Provided records

--- START ---

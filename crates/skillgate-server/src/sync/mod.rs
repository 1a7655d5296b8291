//! Hierarchical bulk synchronization
//!
//! A synchronization replaces the active assignment set of one entity with a
//! desired set. It runs in two phases:
//!
//! 1. **Plan** - read the active assignments (with their versions) and diff
//!    them against the desired set into disjoint create/update/supersede sets
//! 2. **Apply** - write every change in one transaction, each guarded by the
//!    version read in phase 1
//!
//! If any guard fails the whole transaction is rolled back and the report
//! lists the conflicting nodes. The engine never retries; callers re-read and
//! resubmit.

pub mod engine;
pub mod models;
pub mod planner;

use skillgate_common::types::EntityId;
use thiserror::Error;

use crate::error::{ErrorKind, GatewayError};
use crate::store::StoreError;

pub use engine::SyncEngine;
pub use models::{
    AppliedChange, ApplyOutcome, ChangeKind, DesiredAssignment, EntitySyncOutcome,
    PlannedCreate, PlannedSupersede, PlannedUpdate, SyncConflict, SyncPlan, SyncReport,
    SyncRequest,
};
pub use planner::plan_sync;

#[derive(Debug, Error)]
pub enum SyncError {
    #[error("Entity {0} not found")]
    EntityNotFound(EntityId),

    #[error("Malformed sync request: {0}")]
    Malformed(String),

    #[error(transparent)]
    Store(#[from] StoreError),

    #[error("Backing store did not answer within {0}ms")]
    Timeout(u64),
}

impl SyncError {
    pub fn kind(&self) -> ErrorKind {
        match self {
            Self::EntityNotFound(_) => ErrorKind::NotFound,
            Self::Malformed(_) => ErrorKind::Malformed,
            Self::Store(err) => err.kind(),
            Self::Timeout(_) => ErrorKind::BackendUnavailable,
        }
    }
}

impl From<SyncError> for GatewayError {
    fn from(err: SyncError) -> Self {
        GatewayError::new(err.kind(), err.to_string())
    }
}

#[cfg(test)]
mod tests {
    use super::*;

    #[test]
    fn test_error_kinds() {
        let entity = EntityId::parse("e-404").unwrap();
        assert_eq!(SyncError::EntityNotFound(entity).kind(), ErrorKind::NotFound);
        assert_eq!(SyncError::Timeout(50).kind(), ErrorKind::BackendUnavailable);
        assert_eq!(
            SyncError::Store(StoreError::Conflict("raced".into())).kind(),
            ErrorKind::Conflict
        );

        let gateway: GatewayError = SyncError::Malformed("bad".into()).into();
        assert_eq!(gateway.kind, ErrorKind::Malformed);
    }
}
//! End-to-end tests of the gateway pipeline over HTTP
//!
//! These tests verify:
//! - Window credentials, including the one-window grace period
//! - Allowlist rejections never reach the backing store
//! - Rate limiting of excess requests
//! - Envelope validation and response shapes

use axum::{
    body::Body,
    http::{header, Request, StatusCode},
};
use chrono::Duration;
use serde_json::json;
use tower::ServiceExt;

mod common;

use common::{app, app_with, config};

const GATEWAY: &str = "/api/v1/gateway";

#[tokio::test]
async fn test_credential_window_grace() {
    let app = app();
    let credential = app.credential();
    let read = json!({"operation": "read", "table": "hierarchy_nodes", "columns": ["id"]});

    let (response, _) = app.post_as(GATEWAY, read.clone(), Some(&credential), None).await;
    assert_eq!(response.status(), StatusCode::OK);

    app.clock.advance(Duration::hours(1));
    let (response, _) = app.post_as(GATEWAY, read.clone(), Some(&credential), None).await;
    assert_eq!(response.status(), StatusCode::OK);

    app.clock.advance(Duration::hours(1));
    let (response, body) = app.post_as(GATEWAY, read, Some(&credential), None).await;
    assert_eq!(response.status(), StatusCode::UNAUTHORIZED);
    assert_eq!(body["error"]["kind"], "Unauthorized");
}

#[tokio::test]
async fn test_missing_credential_is_unauthorized() {
    let app = app();
    let (response, body) = app
        .post_as(GATEWAY, json!({"operation": "read", "table": "assignments"}), None, None)
        .await;
    assert_eq!(response.status(), StatusCode::UNAUTHORIZED);
    assert_eq!(body["success"], false);
    assert_eq!(app.backend.read_count(), 0);
}

#[tokio::test]
async fn test_unlisted_table_is_denied_before_the_store() {
    let app = app();
    let (response, body) = app
        .post(GATEWAY, json!({"operation": "read", "table": "audit_records"}))
        .await;

    assert_eq!(response.status(), StatusCode::FORBIDDEN);
    assert_eq!(body["error"]["kind"], "PermissionDenied");
    assert_eq!(app.backend.read_count(), 0);
}

#[tokio::test]
async fn test_disallowed_column_is_enumerated() {
    let app = app();
    let (response, body) = app
        .post(
            GATEWAY,
            json!({
                "operation": "read",
                "table": "assignments",
                "columns": ["entity_id", "node_id", "salary"]
            }),
        )
        .await;

    assert_eq!(response.status(), StatusCode::FORBIDDEN);
    assert_eq!(body["error"]["details"]["columns"], json!(["salary"]));
    assert_eq!(app.backend.read_count(), 0);
}

#[tokio::test]
async fn test_invalid_column_name_is_malformed() {
    let app = app();
    let (response, body) = app
        .post(
            GATEWAY,
            json!({"operation": "read", "table": "assignments", "columns": ["id; DROP TABLE x"]}),
        )
        .await;

    assert_eq!(response.status(), StatusCode::BAD_REQUEST);
    assert_eq!(body["error"]["kind"], "Malformed");
    assert_eq!(app.backend.read_count(), 0);
}

#[tokio::test]
async fn test_read_envelope_shape() {
    let app = app();
    let (response, body) = app
        .post(
            GATEWAY,
            json!({
                "operation": "read",
                "table": "hierarchy_nodes",
                "columns": ["id", "level"],
                "filter": {"parent_id": "root"}
            }),
        )
        .await;

    assert_eq!(response.status(), StatusCode::OK);
    assert_eq!(body["success"], true);
    assert_eq!(body["table"], "hierarchy_nodes");
    assert_eq!(body["totalRecords"], 3);
    assert_eq!(body["truncated"], false);
    assert!(body["timestamp"].as_str().unwrap().starts_with("2026-10-17T12:00:10"));
    for row in body["data"].as_array().unwrap() {
        assert_eq!(row["level"], 1);
        assert!(row.get("parent_id").is_none());
    }
}

#[tokio::test]
async fn test_read_without_columns_stays_within_the_allowlist() {
    let app = app();
    let (response, body) = app
        .post(GATEWAY, json!({"operation": "read", "table": "hierarchy_nodes"}))
        .await;

    assert_eq!(response.status(), StatusCode::OK);
    assert_eq!(body["totalRecords"], 4);
    for row in body["data"].as_array().unwrap() {
        let mut keys: Vec<_> = row.as_object().unwrap().keys().cloned().collect();
        keys.sort();
        assert_eq!(keys, vec!["disabled", "id", "level", "parent_id"]);
    }
}

#[tokio::test]
async fn test_procedure_read() {
    let app = app();
    app.post(
        GATEWAY,
        json!({
            "operation": "sync",
            "entityId": "E1",
            "assignments": [{"nodeId": "N1", "proficiencyLevel": 4}]
        }),
    )
    .await;

    let (response, body) = app
        .post(
            GATEWAY,
            json!({"operation": "read", "table": "entity_skill_matrix", "filter": {"entity_id": "E1"}}),
        )
        .await;

    assert_eq!(response.status(), StatusCode::OK);
    assert_eq!(body["totalRecords"], 1);
    assert_eq!(body["data"][0]["node_id"], "N1");
    assert_eq!(body["data"][0]["proficiency_level"], 4);
    assert_eq!(body["data"][0]["node_level"], 1);
}

#[tokio::test]
async fn test_rate_limit_rejects_only_the_excess() {
    let app = app_with(config(3));
    let read = json!({"operation": "read", "table": "hierarchy_nodes", "columns": ["id"]});

    for _ in 0..3 {
        let (response, _) = app.post(GATEWAY, read.clone()).await;
        assert_eq!(response.status(), StatusCode::OK);
    }

    let (response, body) = app.post(GATEWAY, read.clone()).await;
    assert_eq!(response.status(), StatusCode::TOO_MANY_REQUESTS);
    assert_eq!(body["error"]["kind"], "RateLimited");
    assert_eq!(response.headers()[header::RETRY_AFTER], "20");
    assert_eq!(app.backend.read_count(), 3);

    app.clock.advance(Duration::seconds(20));
    let (response, _) = app.post(GATEWAY, read.clone()).await;
    assert_eq!(response.status(), StatusCode::OK);
    let (response, _) = app.post(GATEWAY, read).await;
    assert_eq!(response.status(), StatusCode::TOO_MANY_REQUESTS);
}

#[tokio::test]
async fn test_rotating_client_ids_share_one_limit() {
    let app = app_with(config(2));
    let read = json!({"operation": "read", "table": "hierarchy_nodes", "columns": ["id"]});
    let credential = app.credential();

    let mut admitted = 0;
    for i in 0..10 {
        let client_id = format!("client-{i}");
        let (response, _) = app
            .post_as(GATEWAY, read.clone(), Some(&credential), Some(&client_id))
            .await;
        if response.status() == StatusCode::OK {
            admitted += 1;
        } else {
            assert_eq!(response.status(), StatusCode::TOO_MANY_REQUESTS);
        }
    }

    assert_eq!(admitted, 2);
    assert_eq!(app.gateway.tracked_rate_limit_keys(), 1);
}

#[tokio::test]
async fn test_malformed_envelopes() {
    let app = app();
    for body in [
        json!({"operation": "delete", "table": "assignments"}),
        json!({"operation": "read"}),
        json!({"operation": "sync", "entityId": "E1"}),
        json!({"operation": "sync", "entityId": "E1", "assignments": [{"nodeId": "N1", "proficiencyLevel": 7}]}),
        json!({"operation": "read", "table": "assignments", "limit": 0}),
    ] {
        let (response, error) = app.post(GATEWAY, body).await;
        assert_eq!(response.status(), StatusCode::BAD_REQUEST);
        assert_eq!(error["error"]["kind"], "Malformed");
    }
}

#[tokio::test]
async fn test_correlation_id_is_echoed_or_generated() {
    let app = app();
    let request = Request::builder()
        .method("POST")
        .uri(GATEWAY)
        .header(header::AUTHORIZATION, format!("Bearer {}", app.credential()))
        .header("x-correlation-id", "req-42")
        .body(Body::from(r#"{"operation": "read", "table": "assignments"}"#))
        .unwrap();
    let response = app.router.clone().oneshot(request).await.unwrap();
    assert_eq!(response.headers()["x-correlation-id"], "req-42");

    let (response, _) = app
        .post(GATEWAY, json!({"operation": "read", "table": "assignments"}))
        .await;
    let generated = response.headers()["x-correlation-id"].to_str().unwrap();
    assert!(uuid::Uuid::parse_str(generated).is_ok());
}

#[tokio::test]
async fn test_hierarchy_administration() {
    let app = app();
    let (response, body) = app
        .post(
            "/api/v1/hierarchy/nodes",
            json!({"id": "N1-a", "parentId": "N1", "attributes": {"label": "Async"}}),
        )
        .await;
    assert_eq!(response.status(), StatusCode::CREATED);
    assert_eq!(body["data"]["level"], 2);

    let (response, _) = app
        .post("/api/v1/hierarchy/nodes", json!({"parentId": "missing"}))
        .await;
    assert_eq!(response.status(), StatusCode::NOT_FOUND);

    let (response, body) = app
        .post("/api/v1/hierarchy/nodes/N1-a/disable", json!({}))
        .await;
    assert_eq!(response.status(), StatusCode::OK);
    assert_eq!(body["data"]["disabled"], true);

    let (response, body) = app
        .post(
            GATEWAY,
            json!({
                "operation": "sync",
                "entityId": "E1",
                "assignments": [{"nodeId": "N1-a", "proficiencyLevel": 1}]
            }),
        )
        .await;
    assert_eq!(response.status(), StatusCode::CONFLICT);
    assert_eq!(body["applied"], 0);
    assert_eq!(body["conflicts"][0]["reason"], "NotFound");
}

#[tokio::test]
async fn test_health_is_open() {
    let app = app();
    let request = Request::builder()
        .uri("/health")
        .body(Body::empty())
        .unwrap();
    let response = app.router.clone().oneshot(request).await.unwrap();
    assert_eq!(response.status(), StatusCode::OK);
    assert!(app.gateway.ping().await.is_ok());
}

--- END ---

Exercise prompt
Filter the records above down to the lines that hold the string "proficiencyLevel".

Result for this exercise
            "assignments": [{"nodeId": "N1", "proficiencyLevel": 4}]
        json!({"operation": "sync", "entityId": "E1", "assignments": [{"nodeId": "N1", "proficiencyLevel": 7}]}),
                "assignments": [{"nodeId": "N1-a", "proficiencyLevel": 1}]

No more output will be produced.